**About this task**
For the data below, work out how many lines contain the word "shared" and supply only that number.

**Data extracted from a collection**
..............................

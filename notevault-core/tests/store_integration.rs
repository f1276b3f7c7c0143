//! Store scenarios exercised through the public API only

use futures::future::join_all;
use notevault_core::config::StoreConfig;
use notevault_core::core_crypto::{KdfParams, MasterKey};
use notevault_core::core_store::{DataStore, LogicalKey, StoreError};
use serde_json::json;
use std::fs;
use tempfile::TempDir;

fn config(dir: &TempDir) -> StoreConfig {
    StoreConfig {
        data_dir: dir.path().to_path_buf(),
        ..StoreConfig::default()
    }
}

fn fast_kdf() -> KdfParams {
    KdfParams {
        memory_kib: 64,
        iterations: 1,
        parallelism: 1,
    }
}

fn data_files(dir: &TempDir) -> Vec<String> {
    let mut names: Vec<String> = fs::read_dir(dir.path())
        .unwrap()
        .map(|e| e.unwrap().file_name().to_string_lossy().into_owned())
        .filter(|n| n.ends_with(".enc") && n != "index.enc")
        .collect();
    names.sort();
    names
}

#[tokio::test]
async fn test_put_get_remove_lifecycle() {
    let dir = TempDir::new().unwrap();
    let store = DataStore::open(&config(&dir), MasterKey::generate()).unwrap();
    let key = LogicalKey::new("main", "root", "data", "v1");

    assert_eq!(store.get(key.clone()).await.unwrap(), json!({}));

    store.put(key.clone(), json!({"x": 1})).await.unwrap();
    assert_eq!(store.get(key.clone()).await.unwrap(), json!({"x": 1}));
    assert_eq!(data_files(&dir).len(), 1);

    let report = store
        .remove("main".to_string(), "root".to_string())
        .await
        .unwrap();
    assert_eq!(report.removed, 1);
    assert!(data_files(&dir).is_empty());
    assert_eq!(store.get(key).await.unwrap(), json!({}));
}

#[tokio::test]
async fn test_resolution_survives_reopen() {
    let dir = TempDir::new().unwrap();
    let key = MasterKey::from_bytes([7u8; 32]);
    let logical = LogicalKey::new("main", "root", "data", "v1");

    {
        let store = DataStore::open(&config(&dir), key.clone()).unwrap();
        store.put(logical.clone(), json!("first")).await.unwrap();
        store.put(logical.clone(), json!("second")).await.unwrap();
    }
    let files = data_files(&dir);
    assert_eq!(files.len(), 1);

    let store = DataStore::open(&config(&dir), key).unwrap();
    assert_eq!(store.get(logical.clone()).await.unwrap(), json!("second"));
    store.put(logical, json!("third")).await.unwrap();
    assert_eq!(data_files(&dir), files);
}

#[tokio::test]
async fn test_bucket_isolation() {
    let dir = TempDir::new().unwrap();
    let store = DataStore::open(&config(&dir), MasterKey::generate()).unwrap();
    let a = LogicalKey::new("main", "alpha", "data", "v1");
    let b = LogicalKey::new("main", "beta", "data", "v1");

    store.put(a.clone(), json!("a")).await.unwrap();
    store.put(b.clone(), json!("b")).await.unwrap();

    store
        .remove("main".to_string(), "alpha".to_string())
        .await
        .unwrap();
    assert_eq!(store.get(a).await.unwrap(), json!({}));
    assert_eq!(store.get(b).await.unwrap(), json!("b"));

    let stats = store.stats().unwrap();
    assert_eq!(stats.buckets, 1);
    assert_eq!(stats.entries, 1);
}

#[tokio::test]
async fn test_rotation_keeps_every_document() {
    let dir = TempDir::new().unwrap();
    let old = MasterKey::generate();
    let new = MasterKey::generate();
    let store = DataStore::open(&config(&dir), old.clone()).unwrap();

    let keys: Vec<LogicalKey> = (0..10)
        .map(|i| LogicalKey::new("main", &format!("s{}", i % 3), &format!("d{}", i), "v1"))
        .collect();
    for (i, key) in keys.iter().enumerate() {
        store.put(key.clone(), json!({ "n": i })).await.unwrap();
    }

    let report = store.rotate_key(new.clone()).await.unwrap();
    assert_eq!(report.rotated, keys.len());
    assert!(!store.stats().unwrap().pending_rotation);
    drop(store);

    let err = DataStore::open(&config(&dir), old).unwrap_err();
    assert!(err.is_authentication());

    let store = DataStore::open(&config(&dir), new).unwrap();
    for (i, key) in keys.iter().enumerate() {
        assert_eq!(store.get(key.clone()).await.unwrap(), json!({ "n": i }));
    }
}

#[tokio::test]
async fn test_password_change_and_reopen() {
    let dir = TempDir::new().unwrap();
    let kdf = fast_kdf();
    let key = LogicalKey::new("notes", "inbox", "today", "v2");

    let store = DataStore::open_with_password(&config(&dir), &kdf, "hunter2").unwrap();
    store.put(key.clone(), json!(["a", "b"])).await.unwrap();
    store
        .change_password("hunter2".to_string(), "correct horse".to_string())
        .await
        .unwrap();
    drop(store);

    assert!(DataStore::open_with_password(&config(&dir), &kdf, "hunter2").is_err());
    let store = DataStore::open_with_password(&config(&dir), &kdf, "correct horse").unwrap();
    assert_eq!(store.get(key).await.unwrap(), json!(["a", "b"]));
}

#[tokio::test]
async fn test_tampered_file_is_rejected() {
    let dir = TempDir::new().unwrap();
    let store = DataStore::open(&config(&dir), MasterKey::generate()).unwrap();
    let key = LogicalKey::new("main", "root", "data", "v1");
    store.put(key.clone(), json!({"secret": true})).await.unwrap();

    let path = dir.path().join(&data_files(&dir)[0]);
    let mut bytes = fs::read(&path).unwrap();
    let last = bytes.len() - 1;
    bytes[last] ^= 0x01;
    fs::write(&path, bytes).unwrap();

    let err = store.get(key).await.unwrap_err();
    assert!(matches!(err, StoreError::Crypto(_)));
}

#[tokio::test]
async fn test_concurrent_writers_share_one_index() {
    let dir = TempDir::new().unwrap();
    let key = MasterKey::generate();
    let store = DataStore::open(&config(&dir), key.clone()).unwrap();

    let writes = (0..32).map(|i| {
        let store = store.clone();
        async move {
            let key = LogicalKey::new("main", &format!("scope{}", i % 4), &format!("id{}", i), "v1");
            store.put(key, json!({ "i": i })).await
        }
    });
    for result in join_all(writes).await {
        result.unwrap();
    }

    // Same key from many tasks must still map to one file
    let shared = LogicalKey::new("main", "shared", "data", "v1");
    let writes = (0..16).map(|i| {
        let store = store.clone();
        let shared = shared.clone();
        async move { store.put(shared, json!(i)).await }
    });
    for result in join_all(writes).await {
        result.unwrap();
    }

    assert_eq!(data_files(&dir).len(), 33);
    drop(store);

    let store = DataStore::open(&config(&dir), key).unwrap();
    assert_eq!(store.stats().unwrap().entries, 33);
    for i in 0..32 {
        let key = LogicalKey::new("main", &format!("scope{}", i % 4), &format!("id{}", i), "v1");
        assert_eq!(store.get(key).await.unwrap(), json!({ "i": i }));
    }
}

#[test]
fn test_stream_roundtrip_large_document() {
    let dir = TempDir::new().unwrap();
    let store = DataStore::open(
        &StoreConfig {
            stream_chunk_size: 4096,
            ..config(&dir)
        },
        MasterKey::generate(),
    )
    .unwrap();
    let key = LogicalKey::new("blobs", "root", "large", "v1");
    let payload: Vec<u8> = (0..100_000u32).map(|i| (i % 251) as u8).collect();

    let written = store.put_stream_blocking(&key, payload.as_slice()).unwrap();
    assert_eq!(written, payload.len() as u64 + 28);

    let mut out = Vec::new();
    assert!(store.get_stream_blocking(&key, &mut out).unwrap());
    assert_eq!(out, payload);
}
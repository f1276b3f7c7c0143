//! Crash-safe file replacement
//!
//! Writers produce a sibling `<name>.tmp`, flush and fsync it, then rename it
//! over the destination. A crash leaves either the old or the new file, plus
//! at worst a stray temp file that `sweep_temp_files` removes on next open.

use std::ffi::OsString;
use std::fs::{self, File};
use std::io::{self, Write};
use std::path::{Path, PathBuf};
use tracing::debug;

pub(crate) const TEMP_SUFFIX: &str = ".tmp";

/// Sibling temporary path for `path`
pub(crate) fn temp_path(path: &Path) -> PathBuf {
    let mut name: OsString = path
        .file_name()
        .map(|n| n.to_os_string())
        .unwrap_or_default();
    name.push(TEMP_SUFFIX);
    path.with_file_name(name)
}

/// Replace `path` with `data` atomically
pub(crate) fn write_atomic(path: &Path, data: &[u8]) -> io::Result<()> {
    replace_with(path, |file| file.write_all(data))
}

/// Create the temp file, let `fill` write it, then commit it over `path`
///
/// The temp file is removed if any step fails.
pub(crate) fn replace_with<E, F>(path: &Path, fill: F) -> Result<(), E>
where
    F: FnOnce(&mut File) -> Result<(), E>,
    E: From<io::Error>,
{
    let temp = temp_path(path);
    let result = (|| -> Result<(), E> {
        let mut file = File::create(&temp)?;
        fill(&mut file)?;
        file.flush()?;
        file.sync_all()?;
        drop(file);
        fs::rename(&temp, path)?;
        sync_parent(path)?;
        Ok(())
    })();

    if result.is_err() {
        let _ = fs::remove_file(&temp);
    }
    result
}

/// Remove temp files left behind by an interrupted write
pub(crate) fn sweep_temp_files(dir: &Path) -> io::Result<usize> {
    let mut removed = 0;
    for entry in fs::read_dir(dir)? {
        let entry = entry?;
        let name = entry.file_name();
        if name.to_string_lossy().ends_with(TEMP_SUFFIX) && entry.file_type()?.is_file() {
            fs::remove_file(entry.path())?;
            debug!(file = %name.to_string_lossy(), "Removed stale temp file");
            removed += 1;
        }
    }
    Ok(removed)
}

#[cfg(unix)]
pub(crate) fn sync_parent(path: &Path) -> io::Result<()> {
    match path.parent() {
        Some(parent) if !parent.as_os_str().is_empty() => File::open(parent)?.sync_all(),
        _ => Ok(()),
    }
}

#[cfg(not(unix))]
pub(crate) fn sync_parent(_path: &Path) -> io::Result<()> {
    Ok(())
}
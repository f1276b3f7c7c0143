//! Error types for the logging subsystem

use thiserror::Error;

#[derive(Debug, Clone, Error)]
pub enum LoggingError {
    /// Another global subscriber is already installed
    #[error("Failed to initialize logging: {0}")]
    AlreadyInitialized(String),

    #[error("Unknown log level '{0}'")]
    UnknownLevel(String),
}

impl From<tracing_subscriber::util::TryInitError> for LoggingError {
    fn from(err: tracing_subscriber::util::TryInitError) -> Self {
        LoggingError::AlreadyInitialized(err.to_string())
    }
}
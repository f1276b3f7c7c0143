/*
    master_key.rs - The single active symmetric key of a store

    A MasterKey is either generated at random or derived from a user password
    with Argon2id. Key bytes live in a Zeroizing buffer and are wiped on drop.
    Nothing in this module ever formats key material.
*/

use super::errors::{CryptoError, CryptoResult};
use aes_gcm::aead::rand_core::RngCore;
use aes_gcm::aead::OsRng;
use aes_gcm::{Aes256Gcm, Key, KeyInit};
use argon2::{Algorithm, Argon2, Params, Version};
use serde::{Deserialize, Serialize};
use std::fmt;
use subtle::ConstantTimeEq;
use zeroize::Zeroizing;

/// AES-256 key length in bytes
pub const KEY_LEN: usize = 32;

/// Argon2 salt length (16 bytes = 128 bits)
pub const SALT_LEN: usize = 16;

/// Argon2id cost parameters
#[derive(Debug, Clone, Copy, PartialEq, Eq, Serialize, Deserialize)]
#[serde(default)]
pub struct KdfParams {
    /// Memory cost in KiB
    pub memory_kib: u32,
    /// Number of passes
    pub iterations: u32,
    /// Degree of parallelism
    pub parallelism: u32,
}

impl Default for KdfParams {
    fn default() -> Self {
        Self {
            memory_kib: 19 * 1024, // 19 MiB
            iterations: 2,
            parallelism: 1,
        }
    }
}

/// Random salt fed to the password KDF
#[derive(Clone, Copy, PartialEq, Eq)]
pub struct Salt([u8; SALT_LEN]);

impl Salt {
    /// Generate a fresh salt from the OS RNG
    pub fn generate() -> Self {
        let mut bytes = [0u8; SALT_LEN];
        OsRng.fill_bytes(&mut bytes);
        Salt(bytes)
    }

    pub fn from_bytes(bytes: [u8; SALT_LEN]) -> Self {
        Salt(bytes)
    }

    pub fn as_bytes(&self) -> &[u8; SALT_LEN] {
        &self.0
    }

    pub fn to_hex(&self) -> String {
        hex::encode(self.0)
    }

    /// Parse a hex-encoded salt; surrounding whitespace is ignored
    pub fn from_hex(s: &str) -> CryptoResult<Self> {
        let raw = hex::decode(s.trim()).map_err(|e| CryptoError::InvalidSalt(e.to_string()))?;
        let bytes: [u8; SALT_LEN] = raw.try_into().map_err(|v: Vec<u8>| {
            CryptoError::InvalidSalt(format!("expected {} bytes, got {}", SALT_LEN, v.len()))
        })?;
        Ok(Salt(bytes))
    }
}

impl fmt::Debug for Salt {
    fn fmt(&self, f: &mut fmt::Formatter<'_>) -> fmt::Result {
        write!(f, "Salt({})", self.to_hex())
    }
}

/// 256-bit master key used for every envelope of a store
#[derive(Clone)]
pub struct MasterKey {
    bytes: Zeroizing<[u8; KEY_LEN]>,
}

impl MasterKey {
    /// Generate a random key
    pub fn generate() -> Self {
        let mut bytes = Zeroizing::new([0u8; KEY_LEN]);
        OsRng.fill_bytes(&mut *bytes);
        MasterKey { bytes }
    }

    pub fn from_bytes(bytes: [u8; KEY_LEN]) -> Self {
        MasterKey {
            bytes: Zeroizing::new(bytes),
        }
    }

    /// Derive a key from a password with Argon2id
    pub fn derive(password: &str, salt: &Salt, params: &KdfParams) -> CryptoResult<Self> {
        let params = Params::new(
            params.memory_kib,
            params.iterations,
            params.parallelism,
            Some(KEY_LEN),
        )
        .map_err(|e| CryptoError::KeyDerivation(format!("Invalid Argon2 params: {}", e)))?;

        let argon2 = Argon2::new(Algorithm::Argon2id, Version::V0x13, params);

        let mut bytes = Zeroizing::new([0u8; KEY_LEN]);
        argon2
            .hash_password_into(password.as_bytes(), salt.as_bytes(), &mut *bytes)
            .map_err(|e| CryptoError::KeyDerivation(e.to_string()))?;

        Ok(MasterKey { bytes })
    }

    pub fn as_bytes(&self) -> &[u8; KEY_LEN] {
        &self.bytes
    }

    pub(crate) fn cipher(&self) -> Aes256Gcm {
        Aes256Gcm::new(Key::<Aes256Gcm>::from_slice(&self.bytes[..]))
    }
}

impl PartialEq for MasterKey {
    fn eq(&self, other: &Self) -> bool {
        self.bytes[..].ct_eq(&other.bytes[..]).into()
    }
}

impl Eq for MasterKey {}

impl fmt::Debug for MasterKey {
    fn fmt(&self, f: &mut fmt::Formatter<'_>) -> fmt::Result {
        f.write_str("MasterKey(<redacted>)")
    }
}

#[cfg(test)]
mod tests {
    use super::*;

    fn fast_params() -> KdfParams {
        KdfParams {
            memory_kib: 64,
            iterations: 1,
            parallelism: 1,
        }
    }

    #[test]
    fn test_generate_unique() {
        let a = MasterKey::generate();
        let b = MasterKey::generate();
        assert_ne!(a, b);
    }

    #[test]
    fn test_derive_is_deterministic() {
        let salt = Salt::generate();
        let a = MasterKey::derive("hunter2", &salt, &fast_params()).unwrap();
        let b = MasterKey::derive("hunter2", &salt, &fast_params()).unwrap();
        assert_eq!(a, b);
    }

    #[test]
    fn test_derive_depends_on_password_and_salt() {
        let salt = Salt::generate();
        let a = MasterKey::derive("hunter2", &salt, &fast_params()).unwrap();
        let b = MasterKey::derive("hunter3", &salt, &fast_params()).unwrap();
        let c = MasterKey::derive("hunter2", &Salt::generate(), &fast_params()).unwrap();
        assert_ne!(a, b);
        assert_ne!(a, c);
    }

    #[test]
    fn test_invalid_params_rejected() {
        let params = KdfParams {
            memory_kib: 1,
            iterations: 0,
            parallelism: 1,
        };
        let result = MasterKey::derive("pw", &Salt::generate(), &params);
        assert!(matches!(result, Err(CryptoError::KeyDerivation(_))));
    }

    #[test]
    fn test_debug_redacts_key() {
        let key = MasterKey::from_bytes([0xAB; KEY_LEN]);
        let printed = format!("{:?}", key);
        assert!(!printed.contains("ab"));
        assert!(!printed.contains("171"));
        assert!(printed.contains("redacted"));
    }

    #[test]
    fn test_salt_hex_roundtrip() {
        let salt = Salt::generate();
        let parsed = Salt::from_hex(&format!("{}\n", salt.to_hex())).unwrap();
        assert_eq!(salt, parsed);

        assert!(Salt::from_hex("abcd").is_err());
        assert!(Salt::from_hex("not hex").is_err());
    }
}
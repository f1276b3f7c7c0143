//! Logging subsystem for NoteVault
//!
//! Thin setup layer over `tracing-subscriber`. Library code only emits
//! `tracing` events; binaries decide where they go by calling one of the
//! `init_*` functions once at startup.

use crate::config::LoggingConfig;
use tracing_subscriber::{fmt, layer::SubscriberExt, util::SubscriberInitExt, EnvFilter};

mod error;
mod level;

pub use error::LoggingError;
pub use level::LogLevel;

/// Configuration for the logging subsystem
#[derive(Debug, Clone)]
pub struct LogConfig {
    /// The minimum log level to display
    pub level: LogLevel,
    /// Whether to include timestamps
    pub with_timestamp: bool,
    /// Whether to include target module information
    pub with_target: bool,
    /// Whether to use JSON formatting
    pub json_format: bool,
}

impl Default for LogConfig {
    fn default() -> Self {
        Self {
            level: LogLevel::Info,
            with_timestamp: true,
            with_target: true,
            json_format: false,
        }
    }
}

impl LogConfig {
    pub fn new(level: LogLevel) -> Self {
        Self {
            level,
            ..Default::default()
        }
    }

    pub fn with_timestamp(mut self, enabled: bool) -> Self {
        self.with_timestamp = enabled;
        self
    }

    pub fn with_target(mut self, enabled: bool) -> Self {
        self.with_target = enabled;
        self
    }

    pub fn json_format(mut self, enabled: bool) -> Self {
        self.json_format = enabled;
        self
    }
}

impl TryFrom<&LoggingConfig> for LogConfig {
    type Error = LoggingError;

    fn try_from(config: &LoggingConfig) -> Result<Self, Self::Error> {
        let level: LogLevel = config.level.parse()?;
        Ok(LogConfig::new(level)
            .with_timestamp(config.with_timestamp)
            .with_target(config.with_target)
            .json_format(config.json_format))
    }
}

/// Initialize the logging subsystem with default configuration
pub fn init_logging() -> Result<(), LoggingError> {
    init_logging_with_config(LogConfig::default())
}

/// Initialize the logging subsystem from the `[logging]` config section
pub fn init_from_config(config: &LoggingConfig) -> Result<(), LoggingError> {
    init_logging_with_config(LogConfig::try_from(config)?)
}

/// Initialize the logging subsystem with custom configuration
///
/// `RUST_LOG` takes precedence over the configured level when set.
///
/// # Example
/// ```no_run
/// use notevault_core::logging::{init_logging_with_config, LogConfig, LogLevel};
///
/// let config = LogConfig::new(LogLevel::Debug).with_target(false);
/// init_logging_with_config(config).expect("Failed to initialize logging");
/// ```
pub fn init_logging_with_config(config: LogConfig) -> Result<(), LoggingError> {
    let env_filter = EnvFilter::try_from_default_env()
        .unwrap_or_else(|_| EnvFilter::new(config.level.as_str()));

    // Events go to stderr; stdout is reserved for command output
    let json_layer = config.json_format.then(|| {
        fmt::layer()
            .json()
            .with_target(config.with_target)
            .with_writer(std::io::stderr)
    });
    let timed_layer = (!config.json_format && config.with_timestamp).then(|| {
        fmt::layer()
            .with_target(config.with_target)
            .with_writer(std::io::stderr)
    });
    let untimed_layer = (!config.json_format && !config.with_timestamp).then(|| {
        fmt::layer()
            .with_target(config.with_target)
            .without_time()
            .with_writer(std::io::stderr)
    });

    tracing_subscriber::registry()
        .with(env_filter)
        .with(json_layer)
        .with(timed_layer)
        .with(untimed_layer)
        .try_init()?;
    Ok(())
}
//! Error types for the cipher envelope codec

use thiserror::Error;

/// Errors raised while encrypting, decrypting or deriving keys
#[derive(Debug, Error)]
pub enum CryptoError {
    /// Blob is too short to hold an IV (and tag)
    #[error("Ciphertext truncated: {len} bytes")]
    Truncated { len: usize },

    /// Tag mismatch: wrong key, tampered or corrupted data
    #[error("Authentication failed: wrong key or tampered data")]
    Authentication,

    /// Underlying cipher fault
    #[error("Cipher error: {0}")]
    Cipher(String),

    /// Password-based key derivation failed
    #[error("Key derivation failed: {0}")]
    KeyDerivation(String),

    /// Salt could not be parsed
    #[error("Invalid salt: {0}")]
    InvalidSalt(String),

    /// Reading or writing a stream failed
    #[error("Stream I/O error: {0}")]
    Io(#[from] std::io::Error),
}

/// Result type for codec operations
pub type CryptoResult<T> = Result<T, CryptoError>;
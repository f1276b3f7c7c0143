#![no_main]

use libfuzzer_sys::fuzz_target;
use notevault_core::core_broadcast::{ReplyEnvelope, Value};

fuzz_target!(|data: &[u8]| {
    // Arbitrary bytes must decode or fail cleanly, never panic or recurse unbounded
    if let Ok(value) = Value::decode(data) {
        // Anything that decodes re-encodes to the same bytes
        let encoded = value.encode().expect("decoded value re-encodes");
        assert_eq!(encoded, data);
    }

    if let Ok(envelope) = ReplyEnvelope::decode(data) {
        let encoded = envelope.encode().expect("decoded envelope re-encodes");
        let again = ReplyEnvelope::decode(&encoded).expect("re-encoded envelope decodes");
        assert_eq!(again, envelope);
    }
});
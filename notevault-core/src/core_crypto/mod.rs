//! Cipher envelope codec and master key handling
//!
//! Every byte that reaches the disk (index document and data files) passes
//! through this module. The on-disk envelope is:
//!
//! ```text
//! [IV: 12 bytes][AES-256-GCM ciphertext][tag: 16 bytes]
//! ```

pub mod envelope;
pub mod errors;
pub mod master_key;

pub use envelope::{
    decrypt, decrypt_stream, encrypt, encrypt_stream, EncryptingWriter, DEFAULT_CHUNK_SIZE, IV_LEN,
    TAG_LEN,
};
pub use errors::{CryptoError, CryptoResult};
pub use master_key::{KdfParams, MasterKey, Salt, KEY_LEN, SALT_LEN};
//! Walk through the store and the broadcast engine
//!
//! Run with:
//! ```bash
//! cargo run --example store_demo
//! ```

use notevault_core::config::{BroadcastConfig, StoreConfig};
use notevault_core::core_broadcast::{Broadcaster, EchoNode, NodeId, NodeRegistry};
use notevault_core::core_crypto::MasterKey;
use notevault_core::core_store::{DataStore, LogicalKey};
use notevault_core::logging::{init_logging_with_config, LogConfig, LogLevel};
use serde_json::json;
use std::sync::Arc;
use tracing::info;

#[tokio::main]
async fn main() -> anyhow::Result<()> {
    init_logging_with_config(LogConfig::new(LogLevel::Debug).with_target(true))?;

    let dir = tempfile::tempdir()?;
    let config = StoreConfig {
        data_dir: dir.path().to_path_buf(),
        ..StoreConfig::default()
    };
    let store = DataStore::open(&config, MasterKey::generate())?;

    let key = LogicalKey::new("notes", "inbox", "welcome", "v1");
    store.put(key.clone(), json!({ "title": "hello", "tags": ["demo"] })).await?;
    info!(document = %store.get(key.clone()).await?, "Read back");

    let report = store.rotate_key(MasterKey::generate()).await?;
    info!(rotated = report.rotated, "Rotated master key");
    info!(document = %store.get(key).await?, "Still readable after rotation");

    let registry = NodeRegistry::new();
    registry.insert(NodeId::from("alpha"), Arc::new(EchoNode)).await;
    registry.insert(NodeId::from("beta"), Arc::new(EchoNode)).await;
    let broadcaster = Broadcaster::new(registry, &BroadcastConfig::default());

    let recipients = [NodeId::from("alpha"), NodeId::from("beta"), NodeId::from("gamma")];
    let outcome = broadcaster.broadcast(&b"ping"[..], &recipients).await?;
    for (id, entry) in outcome.results() {
        match entry.failure() {
            Some(err) => info!(node = %id, stage = err.stage.as_str(), "Delivery failed"),
            None => info!(node = %id, "Delivered"),
        }
    }

    Ok(())
}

..............................

**Answer to the exercise**
3